Welcome back to our journey of constructing your financial temple. With the foundation securely in place, it’s time to erect the pillars—our Pillars of Insight. These pillars are so named because they provide critical understanding of our finances. There are three essential pillars that form the holy trinity of financial awareness—fundamental numbers everyone should know:
- What comes in
- What goes out
- What is left
But before we start noting everything down, it’s important to understand the benefits of doing this the old-fashioned way.
The Psychological Benefits of Manual Entry
While apps can automate these calculations, manually jotting down these numbers offers significant psychological benefits. This process taps into several psychological phenomena:
- Generation Effect: Actively generating information, like writing down numbers, improves memory retention. When you manually record your income and expenses, you’re more likely to remember these details, enhancing your overall financial awareness.
- Better Mental Accounting: Writing down your financial figures helps you mentally segment your budget. This segmentation aids in categorizing expenses and income more effectively, making it easier to track and manage your finances.
- Temporal Segmentation: By noting the frequency and dates of your income and expenses, you create a temporal map of your finances. This helps you understand the timing of your cash flow, enabling better planning and anticipation of financial needs.
What Are We Writing Down?
Understanding cash flow is paramount. Financial apps often calculate your yearly income by including bonuses or holiday allowances, then divide this number by 12. However, this can give a skewed view of your actual financial situation. For example:
- If your yearly income is €50,000, dividing this by 12 doesn’t reflect the actual monthly cash flow you experience, especially after taxes and deductions.
Instead, focus on your incoming cash flows—the amount that actually appears in your bank account after taxes and other deductions.
Pillar 1: What Comes In
Begin by recording your fixed income, typically your salary. Enter the monthly amount you expect to receive, noting the frequency of these payments and your pay date. This will help you predict when your next salary will arrive. Once you input these numbers, you’ll be able to see your income on yearly, monthly, weekly, and daily bases. Use the comment section to note any expected changes, such as a salary increase based on your Service Level Agreement (SLA).

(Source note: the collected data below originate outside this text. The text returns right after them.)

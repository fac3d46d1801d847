//! Negotiate command

use std::sync::Arc;

use anyhow::Context;
use clap::Args;
use linkage_media::{parse_accept_header, MediaType};
use serde::Serialize;

use crate::blog::Blog;
use crate::codecs;
use crate::output::{to_json, OutputFormat};
use crate::Cli;

#[derive(Args)]
pub struct NegotiateArgs {
    /// Accept header value
    #[arg(long)]
    pub accept: Option<String>,

    /// Content-Type header value
    #[arg(long)]
    pub content_type: Option<String>,
}

#[derive(Debug, Default, Serialize)]
struct Outcome {
    #[serde(skip_serializing_if = "Option::is_none")]
    encoder: Option<EncoderOutcome>,
    #[serde(skip_serializing_if = "Option::is_none")]
    decoder: Option<DecoderOutcome>,
}

#[derive(Debug, Serialize)]
struct EncoderOutcome {
    accept: String,
    media_type: Option<String>,
    matched: Option<String>,
    quality: Option<f32>,
}

#[derive(Debug, Serialize)]
struct DecoderOutcome {
    content_type: String,
    media_type: Option<String>,
}

pub fn run(args: &NegotiateArgs, cli: &Cli) -> anyhow::Result<()> {
    if args.accept.is_none() && args.content_type.is_none() {
        anyhow::bail!("Nothing to negotiate: pass --accept and/or --content-type");
    }

    let config = cli.load_config()?;
    let blog = Arc::new(Blog::sample()?);
    let mut codecs = codecs::with_decoders(&config)?;
    codecs::register_encoders(&mut codecs, &config, Arc::new(blog.registry()), &config.encoder)?;

    let mut outcome = Outcome::default();

    if let Some(accept) = &args.accept {
        let candidates =
            parse_accept_header(accept).with_context(|| format!("Invalid Accept header '{}'", accept))?;
        let found = codecs.match_encoder(&candidates);
        outcome.encoder = Some(EncoderOutcome {
            accept: accept.clone(),
            media_type: found.as_ref().map(|m| m.registered().to_string()),
            matched: found.as_ref().map(|m| m.accepted().media_type().to_string()),
            quality: found.as_ref().map(|m| m.accepted().quality()),
        });
    }

    if let Some(content_type) = &args.content_type {
        let media_type: MediaType = content_type
            .parse()
            .with_context(|| format!("Invalid Content-Type '{}'", content_type))?;
        outcome.decoder = Some(DecoderOutcome {
            content_type: content_type.clone(),
            media_type: codecs
                .match_decoder(&media_type)
                .map(|m| m.registered().to_string()),
        });
    }

    match cli.output_format() {
        OutputFormat::Json => println!("{}", to_json(&outcome)?),
        OutputFormat::Text => print_text(&outcome),
    }

    if let Some(encoder) = outcome.encoder.as_ref().filter(|e| e.media_type.is_none()) {
        anyhow::bail!("Not acceptable: no configured media type matches '{}'", encoder.accept);
    }
    if let Some(decoder) = outcome.decoder.as_ref().filter(|d| d.media_type.is_none()) {
        anyhow::bail!("Unsupported media type: {}", decoder.content_type);
    }
    Ok(())
}

fn print_text(outcome: &Outcome) {
    if let Some(encoder) = &outcome.encoder {
        match (&encoder.media_type, &encoder.matched, encoder.quality) {
            (Some(media_type), Some(matched), Some(quality)) => {
                println!("encoder: {} (matched {};q={})", media_type, matched, quality)
            }
            _ => println!("encoder: none"),
        }
    }
    if let Some(decoder) = &outcome.decoder {
        println!("decoder: {}", decoder.media_type.as_deref().unwrap_or("none"));
    }
}
//! Header grammar
//!
//! ```text
//! media-range = token "/" token *( OWS ";" OWS token "=" ( token / quoted-string ) )
//! accept      = media-range *( OWS "," OWS media-range )
//! qvalue      = ( "0" [ "." 0*3DIGIT ] ) / ( "1" [ "." 0*3("0") ] )
//! ```

use nom::{
    branch::alt,
    bytes::complete::{take_while1, take_while_m_n},
    character::complete::{anychar, char, none_of, space0},
    combinator::{all_consuming, map, opt, recognize},
    multi::{many0, separated_list1},
    sequence::{delimited, pair, preceded, separated_pair, tuple},
    IResult,
};

/// Media type as written, before validation and normalization
#[derive(Debug, Clone, PartialEq)]
pub(crate) struct RawMediaType<'a> {
    pub main_type: &'a str,
    pub sub_type: &'a str,
    pub parameters: Vec<(&'a str, String)>,
}

fn is_token_char(c: char) -> bool {
    c.is_ascii_alphanumeric() || "!#$%&'*+-.^_`|~".contains(c)
}

fn token(input: &str) -> IResult<&str, &str> {
    take_while1(is_token_char)(input)
}

/// `"..."` with backslash escapes; returns the unquoted value
fn quoted_string(input: &str) -> IResult<&str, String> {
    let body = nom::bytes::complete::escaped_transform(none_of("\\\""), '\\', anychar);
    map(delimited(char('"'), opt(body), char('"')), Option::unwrap_or_default)(input)
}

fn parameter(input: &str) -> IResult<&str, (&str, String)> {
    preceded(
        tuple((space0, char(';'), space0)),
        separated_pair(token, char('='), alt((quoted_string, map(token, String::from)))),
    )(input)
}

fn media_range(input: &str) -> IResult<&str, RawMediaType<'_>> {
    map(
        tuple((token, char('/'), token, many0(parameter))),
        |(main_type, _, sub_type, parameters)| RawMediaType {
            main_type,
            sub_type,
            parameters,
        },
    )(input)
}

/// A single media type, e.g. a `Content-Type` value
pub(crate) fn media_type(input: &str) -> Option<RawMediaType<'_>> {
    all_consuming(delimited(space0, media_range, space0))(input)
        .ok()
        .map(|(_, raw)| raw)
}

/// Comma separated media ranges of an `Accept` value
pub(crate) fn accept(input: &str) -> Option<Vec<RawMediaType<'_>>> {
    let list = separated_list1(tuple((space0, char(','), space0)), media_range);
    all_consuming(delimited(space0, list, space0))(input)
        .ok()
        .map(|(_, ranges)| ranges)
}

fn qvalue(input: &str) -> IResult<&str, &str> {
    alt((
        recognize(pair(
            char('0'),
            opt(pair(char('.'), take_while_m_n(0, 3, |c: char| c.is_ascii_digit()))),
        )),
        recognize(pair(
            char('1'),
            opt(pair(char('.'), take_while_m_n(0, 3, |c: char| c == '0'))),
        )),
    ))(input)
}

/// Quality weight in `0..=1` with at most three decimals
pub(crate) fn quality(input: &str) -> Option<f32> {
    let (_, text) = all_consuming(qvalue)(input).ok()?;
    text.parse().ok()
}

#[cfg(test)]
mod tests {
    use super::*;

    #[test]
    fn test_media_range_with_parameters() {
        let raw = media_type(" text/html ; charset=UTF-8;level=\"1\" ").unwrap();
        assert_eq!(raw.main_type, "text");
        assert_eq!(raw.sub_type, "html");
        assert_eq!(
            raw.parameters,
            vec![("charset", "UTF-8".to_string()), ("level", "1".to_string())]
        );
    }

    #[test]
    fn test_quoted_string_escapes() {
        let raw = media_type(r#"text/plain;title="a \"quoted\" value";empty="""#).unwrap();
        assert_eq!(raw.parameters[0].1, r#"a "quoted" value"#);
        assert_eq!(raw.parameters[1].1, "");
    }

    #[test]
    fn test_malformed_input() {
        assert!(media_type("").is_none());
        assert!(media_type("text").is_none());
        assert!(media_type("text/").is_none());
        assert!(media_type("text/html;charset").is_none());
        assert!(media_type("text/html, text/plain").is_none());
        assert!(accept("text/html,").is_none());
    }

    #[test]
    fn test_accept_list() {
        let ranges = accept("text/html, application/json;q=0.5 ,*/*").unwrap();
        let types: Vec<(&str, &str)> = ranges.iter().map(|r| (r.main_type, r.sub_type)).collect();
        assert_eq!(types, vec![("text", "html"), ("application", "json"), ("*", "*")]);
    }

    #[test]
    fn test_quality_values() {
        assert_eq!(quality("1"), Some(1.0));
        assert_eq!(quality("1.000"), Some(1.0));
        assert_eq!(quality("0.5"), Some(0.5));
        assert_eq!(quality("0.125"), Some(0.125));
        assert_eq!(quality("1.5"), None);
        assert_eq!(quality("0.1234"), None);
        assert_eq!(quality("2"), None);
        assert_eq!(quality("-0.1"), None);
    }
}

Step 5: Fill in your Fixed Incomes
Pillar 2: What Goes Out
Next, document your monthly expenses. This step may seem tedious, but it’s incredibly beneficial. List your recurring expenses, such as:
- Rent
- Health insurance
- Subscriptions (e.g., Spotify)
- Gym membership
- Travel insurance
Seeing these numbers written down can be eye-opening and sometimes a bit shocking. While it might feel overwhelming at first, this exercise makes your expenses more tangible compared to the impersonal figures generated by automated bank apps.

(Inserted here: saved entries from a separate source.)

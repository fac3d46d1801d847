//! Traversal positions and the frame stack

use crate::identifier::ResourceKey;
use crate::relationship::Relationship;
use crate::resource::ResourceObject;
use std::rc::Rc;

/// Where a node sits relative to the primary data
///
/// Level 0 is the document root, primary data items are at level 1 with an
/// empty path, and each relationship step adds one level and one path
/// segment (`comments`, `comments.author`, ...).
#[derive(Debug, Clone, PartialEq, Eq, Default)]
pub struct Position {
    level: usize,
    path: String,
    parent_type: Option<String>,
    parent_relationship: Option<String>,
}

impl Position {
    pub fn root() -> Self {
        Self::default()
    }

    /// Position of a primary data item
    pub fn primary() -> Self {
        Self {
            level: 1,
            ..Self::default()
        }
    }

    /// Position reached by following `relationship` from a resource of
    /// `parent_type` standing at this position
    pub fn child(&self, parent_type: &str, relationship: &str) -> Self {
        let path = if self.path.is_empty() {
            relationship.to_string()
        } else {
            format!("{}.{}", self.path, relationship)
        };
        Self {
            level: self.level + 1,
            path,
            parent_type: Some(parent_type.to_string()),
            parent_relationship: Some(relationship.to_string()),
        }
    }

    pub fn level(&self) -> usize {
        self.level
    }

    pub fn path(&self) -> &str {
        &self.path
    }

    pub fn parent_type(&self) -> Option<&str> {
        self.parent_type.as_deref()
    }

    pub fn parent_relationship(&self) -> Option<&str> {
        self.parent_relationship.as_deref()
    }
}

/// A node currently being visited
#[derive(Debug, Clone)]
pub struct Frame {
    position: Position,
    resource: Option<Rc<ResourceObject>>,
    relationship: Option<Rc<Relationship>>,
    is_circular: bool,
}

impl Frame {
    pub fn new(position: Position) -> Self {
        Self {
            position,
            resource: None,
            relationship: None,
            is_circular: false,
        }
    }

    pub fn with_resource(mut self, resource: Rc<ResourceObject>) -> Self {
        self.resource = Some(resource);
        self
    }

    pub fn with_relationship(mut self, relationship: Rc<Relationship>) -> Self {
        self.relationship = Some(relationship);
        self
    }

    pub fn circular(mut self, is_circular: bool) -> Self {
        self.is_circular = is_circular;
        self
    }

    pub fn position(&self) -> &Position {
        &self.position
    }

    pub fn level(&self) -> usize {
        self.position.level
    }

    pub fn path(&self) -> &str {
        &self.position.path
    }

    /// Resource of the frame; `None` for null data and empty collections
    pub fn resource(&self) -> Option<&Rc<ResourceObject>> {
        self.resource.as_ref()
    }

    /// Relationship that led to this frame; `None` for primary data
    pub fn relationship(&self) -> Option<&Rc<Relationship>> {
        self.relationship.as_ref()
    }

    /// Name of the relationship that led to this frame
    pub fn relationship_name(&self) -> Option<&str> {
        self.position.parent_relationship()
    }

    /// The resource already appears in an ancestor frame
    pub fn is_circular(&self) -> bool {
        self.is_circular
    }
}

/// Frames from the document root down to the node being visited
#[derive(Debug, Clone)]
pub struct Stack {
    frames: Vec<Frame>,
}

impl Default for Stack {
    fn default() -> Self {
        Self::new()
    }
}

impl Stack {
    /// A stack holding only the root frame
    pub fn new() -> Self {
        Self {
            frames: vec![Frame::new(Position::root())],
        }
    }

    pub fn push(&mut self, frame: Frame) {
        self.frames.push(frame);
    }

    /// Pop the top frame; the root frame is never popped
    pub fn pop(&mut self) -> Option<Frame> {
        if self.frames.len() > 1 {
            self.frames.pop()
        } else {
            None
        }
    }

    /// Frame being visited
    pub fn current(&self) -> &Frame {
        // the root frame is always present
        &self.frames[self.frames.len() - 1]
    }

    /// Parent of the frame being visited
    pub fn parent(&self) -> Option<&Frame> {
        let len = self.frames.len();
        if len >= 2 {
            self.frames.get(len - 2)
        } else {
            None
        }
    }

    /// Number of frames including the root
    pub fn len(&self) -> usize {
        self.frames.len()
    }

    pub fn is_empty(&self) -> bool {
        self.frames.len() <= 1
    }

    /// Resource type of the primary data item the current path starts from
    pub fn root_type(&self) -> Option<&str> {
        self.frames
            .get(1)
            .and_then(|frame| frame.resource())
            .map(|resource| resource.resource_type())
    }

    /// Whether `key` is already on the path from the root to the current frame
    pub fn contains(&self, key: &ResourceKey) -> bool {
        self.frames.iter().any(|frame| {
            frame
                .resource()
                .map_or(false, |resource| resource.identifier().key() == *key)
        })
    }

    pub fn iter(&self) -> impl Iterator<Item = &Frame> {
        self.frames.iter()
    }
}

If you miss a structural expense, don’t worry. You now have a clearer financial overview and are becoming adept at managing your budget. Remember, getting your finances in order is a process, not an instant transformation. See below an example of the amount of fixed expenses.
Step 6: Fill in your Fixed Expenses. You can leave the Value Category open
You might notice I haven’t included groceries as a fixed monthly expense. That’s because I don’t consider groceries a fixed expense since it varies from month to month.
Now there is one type of fixed expense you never expect but always comes. These are your yearly expenses. A good example is your water bill and your garbage disposal. It is good practice to note down what date these expenses will be deducted, so you can plan ahead.
Pillar 3: What Is Left?
Step 7: Check in the final row what you Free Cash Flow on a yearly, monthly, weekly and daily basis.
The final pillar is the balance remaining after subtracting your expenses from your income. This simple calculation can evoke strong emotions—whether relief or concern. Regardless of the outcome, you’ve now established your Pillars of Insight. With these in place, we can proceed to reinforce them with our Pillars of Refinement.